Across the entries, count the lines that include "Mutex" and report only that number.

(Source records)

= = = = =

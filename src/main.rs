use std::sync::Arc;

use clap::{
    CommandFactory, Parser, Subcommand,
    builder::{
        Styles,
        styling::{AnsiColor, Effects},
    },
};
use clap_complete::{Shell, generate};
use tracing_subscriber::EnvFilter;

use tokio::sync::Mutex;
use tonalcli::{cli, config, error, types::UserToken};

fn styles() -> Styles {
    Styles::styled()
        .header(AnsiColor::White.on_default() | Effects::BOLD)
        .usage(AnsiColor::White.on_default() | Effects::BOLD)
        .literal(AnsiColor::BrightBlue.on_default())
        .placeholder(AnsiColor::BrightGreen.on_default())
}

#[derive(Parser, Debug, Clone)]
#[clap(
  version = env!("CARGO_PKG_VERSION"),
  name=env!("CARGO_PKG_NAME"),
  bin_name=env!("CARGO_PKG_NAME"),
  author=env!("CARGO_PKG_AUTHORS"),
  about=env!("CARGO_PKG_DESCRIPTION"),
  styles=styles(),
)]
struct Cli {
    #[clap(subcommand)]
    command: Command,
}

#[derive(Subcommand, Debug, Clone)]
pub enum Command {
    /// Authorize with the Tonal API
    Auth,

    /// Remove the cached token
    Logout,

    /// Show the cached token's state and expiry
    Token,

    /// Search the catalogue for artists
    Search(SearchOptions),

    /// List artists similar to the given one
    Similar(SimilarOptions),

    /// List the newest releases in the catalogue
    Releases(ReleasesOptions),

    /// Show a single release by id
    Release(ReleaseOptions),

    /// Show the top-artists chart
    Charts(ChartsOptions),

    /// List catalogue genres
    Genres,

    /// List your saved releases (requires auth)
    Favourites(FavouritesOptions),

    /// Get shell completions
    Completions(CompletionsOption),
}

#[derive(Parser, Debug, Clone)]
pub struct SearchOptions {
    /// Search query
    pub query: String,

    /// Maximum number of results
    #[clap(long, default_value_t = 20)]
    pub limit: u32,
}

#[derive(Parser, Debug, Clone)]
pub struct SimilarOptions {
    /// Catalogue id of the artist
    pub artist_id: String,

    /// Maximum number of results
    #[clap(long, default_value_t = 20)]
    pub limit: u32,
}

#[derive(Parser, Debug, Clone)]
pub struct ReleasesOptions {
    /// Maximum number of results
    #[clap(long, default_value_t = 20)]
    pub limit: u32,
}

#[derive(Parser, Debug, Clone)]
pub struct ReleaseOptions {
    /// Catalogue id of the release
    pub release_id: String,
}

#[derive(Parser, Debug, Clone)]
pub struct ChartsOptions {
    /// Maximum number of chart positions
    #[clap(long, default_value_t = 20)]
    pub limit: u32,
}

#[derive(Parser, Debug, Clone)]
pub struct FavouritesOptions {
    /// Maximum number of results
    #[clap(long, default_value_t = 50)]
    pub limit: u32,
}

#[derive(Parser, Debug, Clone)]
pub struct CompletionsOption {
    shell: Shell,
}

#[tokio::main]
async fn main() {
    tracing_subscriber::fmt()
        .with_env_filter(EnvFilter::from_default_env())
        .init();

    if let Err(e) = config::load_env().await {
        error!("Cannot load environment. Err: {}", e);
    }

    let cli = Cli::parse();

    match cli.command {
        Command::Auth => {
            let oauth_result: Arc<Mutex<Option<UserToken>>> = Arc::new(Mutex::new(None));
            cli::auth(Arc::clone(&oauth_result)).await;
        }
        Command::Logout => cli::logout().await,
        Command::Token => cli::token_info().await,
        Command::Search(opt) => cli::search(opt.query, opt.limit).await,
        Command::Similar(opt) => cli::similar(opt.artist_id, opt.limit).await,
        Command::Releases(opt) => cli::releases(opt.limit).await,
        Command::Release(opt) => cli::release(opt.release_id).await,
        Command::Charts(opt) => cli::charts(opt.limit).await,
        Command::Genres => cli::genres().await,
        Command::Favourites(opt) => cli::favourites(opt.limit).await,
        Command::Completions(opt) => {
            let mut cmd = Cli::command_for_update();
            let name = cmd.get_name().to_string();
            generate(opt.shell, &mut cmd, name, &mut std::io::stdout())
        }
    }
}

= = = = =

REPLY TO THE EXERCISE — 2